▶ WHAT THE TASK ASKS
Would you filter these records and copy every line that has the word "Contents"?

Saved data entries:
━━━━━━━━━━━━━━━━━━━━━━━━━━━━━━

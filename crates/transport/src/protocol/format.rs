//! How a response body is interpreted.
//!
//! A [`ResponseFormat`] decides which status codes count as success and turns the
//! body into the value exposed through `Response::object`. Three formats ship with
//! the crate: [`TextFormat`], [`JsonFormat`] and [`XmlFormat`].

use http::StatusCode;
use serde::de::DeserializeOwned;
use serde_json::Value;

use crate::protocol::xml::XmlElement;
use crate::protocol::{ParseError, Response};

/// Settings shared by every format.
#[derive(Debug, Clone, PartialEq, Eq)]
pub struct FormatOptions {
    success_codes: Vec<StatusCode>,
    parse_zero_length_body: bool,
}

impl Default for FormatOptions {
    fn default() -> Self {
        Self { success_codes: vec![StatusCode::OK, StatusCode::CREATED], parse_zero_length_body: false }
    }
}

impl FormatOptions {
    /// Replaces the success set, `200` and `201` by default.
    #[must_use]
    pub fn with_success_codes<I: IntoIterator<Item = StatusCode>>(mut self, codes: I) -> Self {
        self.success_codes = codes.into_iter().collect();
        self
    }

    /// When enabled an empty body is still handed to the parser.
    #[must_use]
    pub fn with_parse_zero_length_body(mut self, parse: bool) -> Self {
        self.parse_zero_length_body = parse;
        self
    }

    pub fn success_codes(&self) -> &[StatusCode] {
        &self.success_codes
    }
}

pub trait ResponseFormat: Send + Sync {
    type Output: Send;

    fn options(&self) -> &FormatOptions;

    fn success(&self, status: StatusCode) -> bool {
        self.options().success_codes.contains(&status)
    }

    fn parse_zero_length_body(&self) -> bool {
        self.options().parse_zero_length_body
    }

    /// Value used for an empty body that is not parsed.
    fn empty_body(&self) -> Self::Output;

    fn parse_body(&self, body: &str, driver: Option<&str>) -> Result<Self::Output, ParseError>;

    /// Message carried by `HttpError::Status` for a failed call.
    fn parse_error(&self, body: &str, driver: Option<&str>) -> Result<String, ParseError> {
        let _ = driver;
        Ok(body.to_string())
    }
}

/// Body as text.
#[derive(Debug, Clone, Default)]
pub struct TextFormat {
    options: FormatOptions,
}

impl TextFormat {
    pub fn new() -> Self {
        Self::default()
    }

    pub fn with_options(options: FormatOptions) -> Self {
        Self { options }
    }
}

impl ResponseFormat for TextFormat {
    type Output = String;

    fn options(&self) -> &FormatOptions {
        &self.options
    }

    fn empty_body(&self) -> Self::Output {
        String::new()
    }

    fn parse_body(&self, body: &str, _driver: Option<&str>) -> Result<Self::Output, ParseError> {
        Ok(body.to_string())
    }
}

/// Body as a [`serde_json::Value`], `Value::Null` for an empty body.
#[derive(Debug, Clone, Default)]
pub struct JsonFormat {
    options: FormatOptions,
}

impl JsonFormat {
    pub fn new() -> Self {
        Self::default()
    }

    pub fn with_options(options: FormatOptions) -> Self {
        Self { options }
    }
}

impl ResponseFormat for JsonFormat {
    type Output = Value;

    fn options(&self) -> &FormatOptions {
        &self.options
    }

    fn empty_body(&self) -> Self::Output {
        Value::Null
    }

    fn parse_body(&self, body: &str, driver: Option<&str>) -> Result<Self::Output, ParseError> {
        serde_json::from_str(body).map_err(|e| ParseError::malformed(format!("Failed to parse JSON: {e}"), body, driver))
    }

    fn parse_error(&self, body: &str, driver: Option<&str>) -> Result<String, ParseError> {
        Ok(match self.parse_body(body, driver)? {
            Value::String(message) => message,
            value => value.to_string(),
        })
    }
}

impl Response<Value> {
    /// Deserializes the parsed JSON body into a typed value.
    pub fn json<T: DeserializeOwned>(&self) -> Result<T, ParseError> {
        T::deserialize(self.object()).map_err(|e| ParseError::malformed(format!("unexpected JSON shape: {e}"), self.text(), None))
    }
}

/// Body as an owned [`XmlElement`] tree, `None` for an empty body.
#[derive(Debug, Clone, Default)]
pub struct XmlFormat {
    options: FormatOptions,
}

impl XmlFormat {
    pub fn new() -> Self {
        Self::default()
    }

    pub fn with_options(options: FormatOptions) -> Self {
        Self { options }
    }
}

impl ResponseFormat for XmlFormat {
    type Output = Option<XmlElement>;

    fn options(&self) -> &FormatOptions {
        &self.options
    }

    fn empty_body(&self) -> Self::Output {
        None
    }

    fn parse_body(&self, body: &str, driver: Option<&str>) -> Result<Self::Output, ParseError> {
        XmlElement::parse(body).map(Some).map_err(|reason| ParseError::malformed(format!("Failed to parse XML: {reason}"), body, driver))
    }

    fn parse_error(&self, body: &str, driver: Option<&str>) -> Result<String, ParseError> {
        self.parse_body(body, driver)?;
        Ok(body.to_string())
    }
}

#[cfg(test)]
mod tests {
    use super::*;
    use indoc::indoc;

    #[test]
    fn default_success_set() {
        let format = TextFormat::new();
        assert!(format.success(StatusCode::OK));
        assert!(format.success(StatusCode::CREATED));
        assert!(!format.success(StatusCode::ACCEPTED));
        assert!(!format.success(StatusCode::NO_CONTENT));
        assert!(!format.success(StatusCode::INTERNAL_SERVER_ERROR));
    }

    #[test]
    fn malformed_json_names_driver() {
        let err = JsonFormat::new().parse_body("{not json", Some("CloudFiles")).unwrap_err();
        let ParseError::Malformed { reason, body, driver } = err else { panic!("expect malformed") };
        assert!(reason.starts_with("Failed to parse JSON"));
        assert_eq!(body, "{not json");
        assert_eq!(driver.as_deref(), Some("CloudFiles"));
    }

    #[test]
    fn json_error_message() {
        let format = JsonFormat::new();
        assert_eq!(format.parse_error(r#""quota exceeded""#, None).unwrap(), "quota exceeded");
        assert_eq!(format.parse_error(r#"{"code":413}"#, None).unwrap(), r#"{"code":413}"#);
        assert!(format.parse_error("<html>", None).is_err());
    }

    #[test]
    fn xml_body() {
        let body = indoc! {r#"
            <?xml version="1.0" encoding="UTF-8"?>
            <ListBucketResult>
              <Name>photos</Name>
              <Contents><Key>a.jpg</Key><Size>12</Size></Contents>
              <Contents><Key>b.jpg</Key><Size>7</Size></Contents>
            </ListBucketResult>
        "#};
        let root = XmlFormat::new().parse_body(body, None).unwrap().unwrap();
        assert_eq!(root.name(), "ListBucketResult");
        assert_eq!(root.find_text("Name"), Some("photos"));
        assert_eq!(root.find_all("Contents").count(), 2);
    }

    #[test]
    fn malformed_xml() {
        let err = XmlFormat::new().parse_error("<Error><Code>NoSuchKey</Error>", Some("S3")).unwrap_err();
        assert!(matches!(err, ParseError::Malformed { .. }));
    }

    #[test]
    fn typed_json() {
        #[derive(serde::Deserialize)]
        struct Account {
            containers: u32,
        }

        let head = crate::protocol::ResponseHead::new(StatusCode::OK, "OK".into(), http::Version::HTTP_11, http::HeaderMap::new());
        let response = Response::from_parts(&JsonFormat::new(), head, bytes::Bytes::from_static(br#"{"containers": 3}"#), None).unwrap();
        let account: Account = response.json().unwrap();
        assert_eq!(account.containers, 3);
    }
}
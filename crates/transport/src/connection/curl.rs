//! Debug logging of the wire traffic, as `curl` command lines.
//!
//! Enable the `micro_transport::curl` target at `DEBUG` to get every request as a
//! shell command that replays it, and every response head as received.

use std::fmt::Write;

use http::Method;
use tracing::{Level, debug, enabled};

use crate::protocol::{Endpoint, RequestHead, ResponseHead};

pub const CURL_TARGET: &str = "micro_transport::curl";

pub(crate) fn log_request(endpoint: &Endpoint, head: &RequestHead, body: Option<&[u8]>) {
    if enabled!(target: CURL_TARGET, Level::DEBUG) {
        debug!(target: CURL_TARGET, "{}", curl_command(endpoint, head, body));
    }
}

pub(crate) fn log_response(head: &ResponseHead) {
    if enabled!(target: CURL_TARGET, Level::DEBUG) {
        let mut text = format!("{:?} {} {}\r\n", head.version(), head.status().as_u16(), head.reason());
        for (name, value) in head.headers() {
            let _ = write!(text, "{name}: {}\r\n", String::from_utf8_lossy(value.as_bytes()));
        }
        debug!(target: CURL_TARGET, "{text}");
    }
}

/// A `curl` invocation equivalent to sending `head` and `body` to `endpoint`.
pub fn curl_command(endpoint: &Endpoint, head: &RequestHead, body: Option<&[u8]>) -> String {
    let mut cmd = vec!["curl".to_string(), "-i".to_string()];

    if head.method() == Method::HEAD {
        cmd.push("--head".to_string());
    } else {
        cmd.push("-X".to_string());
        cmd.push(shell_quote(head.method().as_str()));
    }

    for (name, value) in head.headers() {
        cmd.push("-H".to_string());
        cmd.push(shell_quote(&format!("{name}: {}", String::from_utf8_lossy(value.as_bytes()))));
    }

    if let Some(body) = body.filter(|body| !body.is_empty()) {
        cmd.push("--data-binary".to_string());
        cmd.push(shell_quote(&String::from_utf8_lossy(body)));
    }

    cmd.push("--compress".to_string());
    cmd.push(shell_quote(&format!("{}://{}:{}{}", endpoint.scheme(), endpoint.host(), endpoint.port(), head.uri())));
    cmd.join(" ")
}

fn shell_quote(s: &str) -> String {
    if s.is_empty() {
        return "''".to_string();
    }
    if s.bytes().all(|b| b.is_ascii_alphanumeric() || b"@%_-+=:,./".contains(&b)) {
        return s.to_string();
    }
    format!("'{}'", s.replace('\'', r#"'"'"'"#))
}
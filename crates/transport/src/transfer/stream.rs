use std::io;
use std::pin::pin;

use bytes::{BufMut, Bytes, BytesMut};
use futures::{Stream, TryStreamExt};
use tracing::{trace, warn};

use crate::protocol::TransferError;
use crate::transfer::{ByteSink, HashAlgorithm, TransferResult, read_in_chunks};

const LAST_CHUNK: &[u8] = b"0\r\n\r\n";

/// Writes `source` to `sink` in pieces of at most `chunk_size` bytes.
///
/// In chunked mode every piece goes out as one `HEX(len)\r\n<data>\r\n` write and the
/// body ends with a single `0\r\n\r\n`; otherwise pieces are written verbatim and an
/// empty source still makes one empty write. `hash` digests the payload without framing.
///
/// A failing write ends the transfer with an unsuccessful [`TransferResult`] counting the
/// bytes sent so far; a failing source is returned as an error.
pub async fn stream_data<K, S>(
    sink: &mut K,
    source: S,
    chunked: bool,
    hash: Option<HashAlgorithm>,
    chunk_size: usize,
) -> Result<TransferResult, TransferError>
where
    K: ByteSink,
    S: Stream<Item = io::Result<Bytes>>,
{
    let mut hasher = hash.map(HashAlgorithm::hasher);
    let mut chunks = pin!(read_in_chunks(source, chunk_size, true));
    let mut bytes_transferred = 0_u64;

    while let Some(chunk) = chunks.try_next().await? {
        let piece = if chunked { frame_chunk(&chunk) } else { chunk.clone() };
        if let Err(e) = sink.write(piece).await {
            warn!(cause = %e, bytes_transferred, "write failed in the middle of a transfer");
            return Ok(TransferResult::failed(bytes_transferred));
        }

        bytes_transferred += chunk.len() as u64;
        if let Some(hasher) = &mut hasher {
            hasher.update(&chunk);
        }
    }

    let tail = match (chunked, bytes_transferred) {
        (true, _) => Some(Bytes::from_static(LAST_CHUNK)),
        (false, 0) => Some(Bytes::new()),
        (false, _) => None,
    };
    if let Some(tail) = tail {
        if let Err(e) = sink.write(tail).await {
            warn!(cause = %e, bytes_transferred, "write failed at the end of a transfer");
            return Ok(TransferResult::failed(bytes_transferred));
        }
    }

    trace!(bytes_transferred, chunked, "streamed data");
    Ok(TransferResult::new(true, hasher.map(|hasher| hasher.finalize_hex()), bytes_transferred))
}

/// Writes an in-memory buffer with a single write.
pub async fn upload_data<K>(sink: &mut K, data: Bytes, hash: Option<HashAlgorithm>) -> TransferResult
where
    K: ByteSink,
{
    let content_hash = hash.map(|algorithm| algorithm.digest_hex(&data));
    let len = data.len() as u64;

    match sink.write(data).await {
        Ok(()) => TransferResult::new(true, content_hash, len),
        Err(e) => {
            warn!(cause = %e, len, "write of buffered data failed");
            TransferResult::failed(0)
        }
    }
}

fn frame_chunk(chunk: &[u8]) -> Bytes {
    let size = format!("{:X}\r\n", chunk.len());
    let mut frame = BytesMut::with_capacity(size.len() + chunk.len() + 2);
    frame.put_slice(size.as_bytes());
    frame.put_slice(chunk);
    frame.put_slice(b"\r\n");
    frame.freeze()
}
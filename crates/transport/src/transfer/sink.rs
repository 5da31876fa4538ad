use std::io;

use bytes::Bytes;
use tokio::io::{AsyncWrite, AsyncWriteExt};

/// Destination of a transfer: every call is one write of an already framed piece.
#[trait_variant::make(ByteSink: Send)]
pub trait LocalByteSink {
    async fn write(&mut self, data: Bytes) -> io::Result<()>;
}

/// A [`ByteSink`] over any `AsyncWrite`.
#[derive(Debug)]
pub struct WriterSink<W> {
    writer: W,
}

impl<W: AsyncWrite + Unpin + Send> WriterSink<W> {
    pub fn new(writer: W) -> Self {
        Self { writer }
    }

    pub fn get_ref(&self) -> &W {
        &self.writer
    }

    pub fn into_inner(self) -> W {
        self.writer
    }
}

impl<W: AsyncWrite + Unpin + Send> ByteSink for WriterSink<W> {
    async fn write(&mut self, data: Bytes) -> io::Result<()> {
        self.writer.write_all(&data).await
    }
}

#[cfg(test)]
mod tests {
    use super::{ByteSink, WriterSink};
    use bytes::Bytes;

    #[tokio::test]
    async fn writes_through() {
        let mut sink = WriterSink::new(Vec::new());
        sink.write(Bytes::from_static(b"abc")).await.unwrap();
        sink.write(Bytes::from_static(b"def")).await.unwrap();
        assert_eq!(sink.into_inner(), b"abcdef");
    }
}
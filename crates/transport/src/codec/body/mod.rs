//! Body framing for both directions.
//!
//! Requests are written with [`PayloadEncoder`] (`Content-Length` or chunked),
//! responses are read with [`PayloadDecoder`] (`Content-Length`, chunked or
//! read-to-close).

mod chunked_decoder;
mod chunked_encoder;
mod length_decoder;
mod length_encoder;
mod payload_decoder;
mod payload_encoder;

pub use payload_decoder::PayloadDecoder;
pub use payload_encoder::PayloadEncoder;
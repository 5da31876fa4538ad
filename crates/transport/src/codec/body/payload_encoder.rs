use bytes::{Buf, BytesMut};
use tokio_util::codec::Encoder;

use crate::codec::body::chunked_encoder::ChunkedEncoder;
use crate::codec::body::length_encoder::LengthEncoder;
use crate::protocol::{PayloadItem, PayloadSize, SendError};

/// encode payload for request body
#[derive(Debug, Clone, PartialEq, Eq)]
pub struct PayloadEncoder {
    kind: Kind,
}

#[derive(Debug, Clone, PartialEq, Eq)]
enum Kind {
    /// content-length payload
    Length(LengthEncoder),

    /// transfer-encoding chunked payload
    Chunked(ChunkedEncoder),

    /// have no body with the request
    NoBody,
}

impl PayloadEncoder {
    pub fn empty() -> Self {
        Self { kind: Kind::NoBody }
    }

    pub fn chunked() -> Self {
        Self { kind: Kind::Chunked(ChunkedEncoder::new()) }
    }

    pub fn fix_length(size: u64) -> Self {
        Self { kind: Kind::Length(LengthEncoder::new(size)) }
    }

    pub fn is_finish(&self) -> bool {
        match &self.kind {
            Kind::Length(encoder) => encoder.is_finish(),
            Kind::Chunked(encoder) => encoder.is_finish(),
            Kind::NoBody => true,
        }
    }
}

impl From<PayloadSize> for PayloadEncoder {
    fn from(payload_size: PayloadSize) -> Self {
        match payload_size {
            PayloadSize::Length(size) => PayloadEncoder::fix_length(size),
            PayloadSize::Chunked => PayloadEncoder::chunked(),
            PayloadSize::Empty | PayloadSize::UntilClose => PayloadEncoder::empty(),
        }
    }
}

impl<D: Buf> Encoder<PayloadItem<D>> for PayloadEncoder {
    type Error = SendError;

    fn encode(&mut self, item: PayloadItem<D>, dst: &mut BytesMut) -> Result<(), Self::Error> {
        match &mut self.kind {
            Kind::Length(encoder) => encoder.encode(item, dst),
            Kind::Chunked(encoder) => encoder.encode(item, dst),
            Kind::NoBody => Ok(()),
        }
    }
}
use std::io;
use std::path::PathBuf;
use std::time::Duration;

use http::StatusCode;
use thiserror::Error;

#[derive(Debug, Error)]
pub enum HttpError {
    #[error("request error: {source}")]
    RequestError {
        #[from]
        source: SendError,
    },

    #[error("response error: {source}")]
    ResponseError {
        #[from]
        source: ParseError,
    },

    #[error("transfer error: {source}")]
    TransferError {
        #[from]
        source: TransferError,
    },

    #[error("unexpected status {status} {reason}: {message}")]
    Status { status: StatusCode, reason: String, message: String },

    #[error("job did not complete in {} seconds", timeout.as_secs_f64())]
    Timeout { timeout: Duration },

    #[error("invalid url {url}: {reason}")]
    InvalidUrl { url: String, reason: String },
}

impl HttpError {
    pub fn status<R: ToString, M: ToString>(status: StatusCode, reason: R, message: M) -> Self {
        Self::Status { status, reason: reason.to_string(), message: message.to_string() }
    }

    pub fn invalid_url<U: ToString, R: ToString>(url: U, reason: R) -> Self {
        Self::InvalidUrl { url: url.to_string(), reason: reason.to_string() }
    }

    /// Returns the status code when the server answered with a non-success status.
    pub fn status_code(&self) -> Option<StatusCode> {
        match self {
            Self::Status { status, .. } => Some(*status),
            _ => None,
        }
    }

    /// True for a job that did not complete in time and for a connect, read or write
    /// that hit the connection timeout.
    pub fn is_timeout(&self) -> bool {
        match self {
            Self::Timeout { .. } | Self::RequestError { source: SendError::ConnectTimeout { .. } } => true,
            Self::RequestError { source: SendError::Io { source } } | Self::ResponseError { source: ParseError::Io { source } } => {
                source.kind() == io::ErrorKind::TimedOut
            }
            _ => false,
        }
    }
}

/// Errors raised while building or writing a request.
#[derive(Error, Debug)]
pub enum SendError {
    #[error("invalid header: {reason}")]
    InvalidHeader { reason: String },

    #[error("invalid request uri: {reason}")]
    InvalidUri { reason: String },

    #[error("can't connect to {host}:{port}, cause: {source}")]
    Connect {
        host: String,
        port: u16,
        #[source]
        source: io::Error,
    },

    #[error("connect to {host}:{port} timed out after {timeout:?}")]
    ConnectTimeout { host: String, port: u16, timeout: Duration },

    #[error("tls error: {reason}")]
    Tls { reason: String },

    #[error("insecure connections are not allowed for {host}")]
    InsecureNotAllowed { host: String },

    #[error("request body already sent")]
    BodyAlreadySent,

    #[error("io error: {source}")]
    Io {
        #[from]
        source: io::Error,
    },
}

impl SendError {
    pub fn invalid_header<S: ToString>(str: S) -> Self {
        Self::InvalidHeader { reason: str.to_string() }
    }

    pub fn invalid_uri<S: ToString>(str: S) -> Self {
        Self::InvalidUri { reason: str.to_string() }
    }

    pub fn tls<S: ToString>(str: S) -> Self {
        Self::Tls { reason: str.to_string() }
    }

    pub fn io<E: Into<io::Error>>(e: E) -> Self {
        Self::Io { source: e.into() }
    }
}

/// Errors raised while reading or interpreting a response.
#[derive(Error, Debug)]
pub enum ParseError {
    #[error("header size too large, current: {current_size} exceed the limit {max_size}")]
    TooLargeHeader { current_size: usize, max_size: usize },

    #[error("header number exceed the limit {max_num}")]
    TooManyHeaders { max_num: usize },

    #[error("invalid header: {reason}")]
    InvalidHeader { reason: String },

    #[error("invalid http version: {0:?}")]
    InvalidVersion(Option<u8>),

    #[error("invalid http status")]
    InvalidStatus,

    #[error("invalid content-length header: {reason}")]
    InvalidContentLength { reason: String },

    #[error("invalid body: {reason}")]
    InvalidBody { reason: String },

    #[error("can't decompress {encoding} body: {source}")]
    Decompress {
        encoding: &'static str,
        #[source]
        source: io::Error,
    },

    #[error("{reason}, driver: {}, body: {body}", driver.as_deref().unwrap_or("unknown"))]
    Malformed { reason: String, body: String, driver: Option<String> },

    #[error("connection closed before the response was complete")]
    UnexpectedEof,

    #[error("io error: {source}")]
    Io {
        #[from]
        source: io::Error,
    },
}

impl ParseError {
    pub fn too_large_header(current_size: usize, max_size: usize) -> Self {
        Self::TooLargeHeader { current_size, max_size }
    }

    pub fn too_many_headers(max_num: usize) -> Self {
        Self::TooManyHeaders { max_num }
    }

    pub fn invalid_header<S: ToString>(str: S) -> Self {
        Self::InvalidHeader { reason: str.to_string() }
    }

    pub fn invalid_body<S: ToString>(str: S) -> Self {
        Self::InvalidBody { reason: str.to_string() }
    }

    pub fn invalid_content_length<S: ToString>(str: S) -> Self {
        Self::InvalidContentLength { reason: str.to_string() }
    }

    pub fn malformed<R: ToString, B: ToString>(reason: R, body: B, driver: Option<&str>) -> Self {
        Self::Malformed { reason: reason.to_string(), body: body.to_string(), driver: driver.map(str::to_owned) }
    }

    pub fn io<E: Into<io::Error>>(e: E) -> Self {
        Self::Io { source: e.into() }
    }
}

/// Errors raised by the upload/download engine.
///
/// Byte-count mismatches are not errors: they are reported through a failed
/// [`TransferResult`](crate::transfer::TransferResult).
#[derive(Error, Debug)]
pub enum TransferError {
    #[error("file {} does not exist", path.display())]
    FileNotFound { path: PathBuf },

    #[error("file {} is not readable: {source}", path.display())]
    FileNotReadable {
        path: PathBuf,
        #[source]
        source: io::Error,
    },

    #[error("content-type of {name} could not be guessed and no content_type value is provided")]
    UnknownContentType { name: String },

    #[error("path {} does not exist", path.display())]
    PathNotFound { path: PathBuf },

    #[error("file {} already exists, but overwrite_existing=false", path.display())]
    FileExists { path: PathBuf },

    #[error("object {name} does not exist")]
    ObjectNotFound { name: String },

    #[error("unexpected status code: {status}")]
    UnexpectedStatus { status: StatusCode },

    #[error("object upload failed after {bytes_transferred} bytes, perhaps a timeout?")]
    UploadFailed { bytes_transferred: u64 },

    #[error("invalid or unsupported hash type: {name}")]
    UnsupportedHash { name: String },

    #[error("io error: {source}")]
    Io {
        #[from]
        source: io::Error,
    },
}
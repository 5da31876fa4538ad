use std::collections::BTreeMap;

use http::Method;

/// Values carried with a single call and handed to every connection hook.
///
/// Callers fill in their own values with [`RequestContext::with`] and hand the
/// context to `Connection::set_context`; the connection then records the method
/// and action of the call it is used for. Once a call starts the context is
/// never mutated again, and it is dropped when the call ends.
#[derive(Debug, Clone, PartialEq, Eq)]
pub struct RequestContext {
    method: Method,
    action: String,
    values: BTreeMap<String, String>,
}

impl Default for RequestContext {
    fn default() -> Self {
        Self { method: Method::GET, action: String::new(), values: BTreeMap::new() }
    }
}

impl RequestContext {
    pub fn new() -> Self {
        Self::default()
    }

    #[must_use]
    pub fn with<K: Into<String>, V: Into<String>>(mut self, key: K, value: V) -> Self {
        self.values.insert(key.into(), value.into());
        self
    }

    pub(crate) fn bind<A: Into<String>>(mut self, method: Method, action: A) -> Self {
        self.method = method;
        self.action = action.into();
        self
    }

    pub fn get(&self, key: &str) -> Option<&str> {
        self.values.get(key).map(String::as_str)
    }

    /// Method of the call, `GET` until the context is bound to one.
    pub fn method(&self) -> &Method {
        &self.method
    }

    /// Action as the caller passed it, before `morph_action` rewrote it.
    pub fn action(&self) -> &str {
        &self.action
    }

    pub fn values(&self) -> impl Iterator<Item = (&str, &str)> {
        self.values.iter().map(|(k, v)| (k.as_str(), v.as_str()))
    }

    pub fn is_empty(&self) -> bool {
        self.values.is_empty()
    }
}

impl<K: Into<String>, V: Into<String>> FromIterator<(K, V)> for RequestContext {
    fn from_iter<I: IntoIterator<Item = (K, V)>>(iter: I) -> Self {
        iter.into_iter().fold(Self::default(), |ctx, (k, v)| ctx.with(k, v))
    }
}
//! An asynchronous HTTP/1.1 transport for cloud API clients
//!
//! This crate provides the plumbing provider drivers build on: a connection that shapes
//! every request through provider hooks and parses every response through a format,
//! a submit-then-poll loop for asynchronous jobs, and a streaming engine that uploads
//! and downloads object data while hashing it.
//!
//! # Features
//!
//! - HTTP/1.1 over plain TCP or rustls
//! - Content-length, chunked and read-to-close response bodies
//! - Transparent gzip and deflate response decompression
//! - Text, JSON and XML response formats with per format success codes
//! - Raw requests whose body is streamed by the caller
//! - Polling of long running jobs with interval and timeout
//! - Object upload and download with MD5, SHA-1 or SHA-256 digests
//! - `curl` command logging of the traffic
//!
//! # Example
//!
//! ```no_run
//! use micro_transport::connection::{Connection, ConnectionConfig};
//! use micro_transport::protocol::{JsonFormat, Request};
//! use tracing::{error, info};
//!
//! #[tokio::main]
//! async fn main() {
//!     tracing_subscriber::fmt().init();
//!
//!     let config = match ConnectionConfig::from_url("https://api.example.com/v2") {
//!         Ok(config) => config.with_driver("example"),
//!         Err(e) => {
//!             error!(cause = %e, "invalid endpoint");
//!             return;
//!         }
//!     };
//!
//!     let mut connection = Connection::new(config).with_format(JsonFormat::new());
//!     match connection.send(Request::get("/servers").param("limit", "10")).await {
//!         Ok(response) => info!(status = %response.status(), body = %response.object(), "listed servers"),
//!         Err(e) => error!(cause = %e, "request failed"),
//!     }
//! }
//! ```
//!
//! # Architecture
//!
//! The crate is organized into several key modules:
//!
//! - [`codec`]: encoding of requests and decoding of responses on the wire
//! - [`connection`]: connections, raw exchanges, polling and stream connectors
//! - [`protocol`]: requests, responses, formats, endpoints and errors
//! - [`transfer`]: object upload and download
//!
//! # Error Handling
//!
//! Every fallible operation returns a [`protocol::HttpError`], which wraps the error of
//! the layer that failed:
//!
//! - [`protocol::SendError`]: building, connecting or writing a request
//! - [`protocol::ParseError`]: reading or parsing a response
//! - [`protocol::TransferError`]: local files and object transfers
//!
//! A transfer that moved fewer bytes than expected is not an error: it is reported as an
//! unsuccessful [`transfer::TransferResult`].

pub mod codec;
pub mod connection;
pub mod protocol;
pub mod transfer;

mod utils;
pub(crate) use utils::ensure;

━━━━━━━━━━━━━━━━━━━━━━━━━━━━━━

▶ WRITTEN ANSWER
              <Contents><Key>a.jpg</Key><Size>12</Size></Contents>
              <Contents><Key>b.jpg</Key><Size>7</Size></Contents>
        assert_eq!(root.find_all("Contents").count(), 2);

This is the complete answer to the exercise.